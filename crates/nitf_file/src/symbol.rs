//! Symbol segment subheaders, NITF 2.0
//!

use nitf_field::{FieldReader, FileType, Rgb, SecurityMetadata};
use nitf_tre::{TreCollection, TreReader};
use std::io::Read;
use tracing::instrument;

#[cfg(feature = "serde")]
use serde::Serialize;

use crate::{
    error::Result,
    segment::{read_extension, read_level, Location, Segment, SegmentKind},
};

#[derive(Debug, Clone, PartialEq, Eq)]
#[cfg_attr(feature = "serde", derive(Serialize))]
pub struct SymbolSegment {
    pub id: String,
    pub name: String,
    pub security: SecurityMetadata,
    pub encryption: u32,
    /// `B` bitmap, `C` CGM or `O` object
    pub symbol_type: String,
    pub lines: u32,
    pub pixels_per_line: u32,
    pub line_width: u32,
    pub bits_per_pixel: u32,
    pub display_level: u32,
    pub attachment_level: u32,
    pub location: Location,
    pub second_location: Location,
    pub colour: String,
    pub number: String,
    pub rotation: u32,
    /// Colour look-up table of a bitmap symbol
    pub lut: Vec<Rgb>,
    pub extended_overflow: Option<u32>,
    pub tres: TreCollection,
    #[cfg_attr(feature = "serde", serde(skip))]
    pub data: Option<Vec<u8>>,
}

impl Segment for SymbolSegment {
    const KIND: SegmentKind = SegmentKind::Symbol;

    #[instrument(skip_all, fields(offset = reader.offset()))]
    fn read<R: Read>(
        reader: &mut FieldReader<R>,
        file_type: FileType,
        tres: &mut TreReader<'_>,
    ) -> Result<Self> {
        reader.verify_literal(Self::KIND.marker())?;

        let id = reader.read_trimmed_text(10)?;
        let name = reader.read_trimmed_text(20)?;
        let security = SecurityMetadata::read(reader, file_type)?;
        let encryption = reader.read_fixed_int(1)?;
        let symbol_type = reader.read_trimmed_text(1)?;
        let lines = reader.read_fixed_int(4)?;
        let pixels_per_line = reader.read_fixed_int(4)?;
        let line_width = reader.read_fixed_int(4)?;
        let bits_per_pixel = reader.read_fixed_int(1)?;
        let display_level = read_level(reader)?;
        let attachment_level = read_level(reader)?;
        let location = Location::read(reader)?;
        let second_location = Location::read(reader)?;
        let colour = reader.read_trimmed_text(1)?;
        let number = reader.read_trimmed_text(6)?;
        let rotation = reader.read_fixed_int(3)?;

        let entries = reader.read_fixed_int(3)?;
        let lut = (0..entries)
            .map(|_| reader.read_rgb())
            .collect::<nitf_field::error::Result<Vec<_>>>()?;

        let extended = read_extension(reader, tres, "SXSHD")?;

        Ok(SymbolSegment {
            id,
            name,
            security,
            encryption,
            symbol_type,
            lines,
            pixels_per_line,
            line_width,
            bits_per_pixel,
            display_level,
            attachment_level,
            location,
            second_location,
            colour,
            number,
            rotation,
            lut,
            extended_overflow: extended.overflow,
            tres: extended.tres,
            data: None,
        })
    }

    fn id(&self) -> &str {
        &self.id
    }

    fn display_level(&self) -> u32 {
        self.display_level
    }

    fn attachment_level(&self) -> u32 {
        self.attachment_level
    }

    fn tres(&self) -> &TreCollection {
        &self.tres
    }

    fn tres_mut(&mut self) -> &mut TreCollection {
        &mut self.tres
    }

    fn data(&self) -> Option<&[u8]> {
        self.data.as_deref()
    }

    fn set_data(&mut self, data: Vec<u8>) {
        self.data = Some(data);
    }
}
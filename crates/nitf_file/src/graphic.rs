//! Graphic segment subheaders, NITF 2.1 and NSIF
//!

use nitf_field::{FieldReader, FileType, SecurityMetadata};
use nitf_tre::{TreCollection, TreReader};
use std::io::Read;
use tracing::instrument;

#[cfg(feature = "serde")]
use serde::Serialize;

use crate::{
    error::Result,
    segment::{read_extension, read_level, Location, Segment, SegmentKind},
};

#[derive(Debug, Clone, PartialEq, Eq)]
#[cfg_attr(feature = "serde", derive(Serialize))]
pub struct GraphicSegment {
    pub id: String,
    pub name: String,
    pub security: SecurityMetadata,
    pub encryption: u32,
    /// `C` for CGM, the only format defined
    pub format: String,
    pub display_level: u32,
    pub attachment_level: u32,
    pub location: Location,
    pub first_bound: Location,
    pub colour: String,
    pub second_bound: Location,
    pub extended_overflow: Option<u32>,
    pub tres: TreCollection,
    #[cfg_attr(feature = "serde", serde(skip))]
    pub data: Option<Vec<u8>>,
}

impl Segment for GraphicSegment {
    const KIND: SegmentKind = SegmentKind::Graphic;

    #[instrument(skip_all, fields(offset = reader.offset()))]
    fn read<R: Read>(
        reader: &mut FieldReader<R>,
        file_type: FileType,
        tres: &mut TreReader<'_>,
    ) -> Result<Self> {
        reader.verify_literal(Self::KIND.marker())?;

        let id = reader.read_trimmed_text(10)?;
        let name = reader.read_trimmed_text(20)?;
        let security = SecurityMetadata::read(reader, file_type)?;
        let encryption = reader.read_fixed_int(1)?;
        let format = reader.read_trimmed_text(1)?;
        // SSTRUCT, reserved
        reader.read_fixed_text(13)?;
        let display_level = read_level(reader)?;
        let attachment_level = read_level(reader)?;
        let location = Location::read(reader)?;
        let first_bound = Location::read(reader)?;
        let colour = reader.read_trimmed_text(1)?;
        let second_bound = Location::read(reader)?;
        // SRES, reserved
        reader.read_fixed_text(2)?;
        let extended = read_extension(reader, tres, "SXSHD")?;

        Ok(GraphicSegment {
            id,
            name,
            security,
            encryption,
            format,
            display_level,
            attachment_level,
            location,
            first_bound,
            colour,
            second_bound,
            extended_overflow: extended.overflow,
            tres: extended.tres,
            data: None,
        })
    }

    fn id(&self) -> &str {
        &self.id
    }

    fn display_level(&self) -> u32 {
        self.display_level
    }

    fn attachment_level(&self) -> u32 {
        self.attachment_level
    }

    fn tres(&self) -> &TreCollection {
        &self.tres
    }

    fn tres_mut(&mut self) -> &mut TreCollection {
        &mut self.tres
    }

    fn data(&self) -> Option<&[u8]> {
        self.data.as_deref()
    }

    fn set_data(&mut self, data: Vec<u8>) {
        self.data = Some(data);
    }
}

————————

Please filter the entries for the word "filename" and copy the lines that have it.

ANSWER TO THIS TASK:
filename crates/nitf_file/src/symbol.rs
filename crates/nitf_file/src/graphic.rs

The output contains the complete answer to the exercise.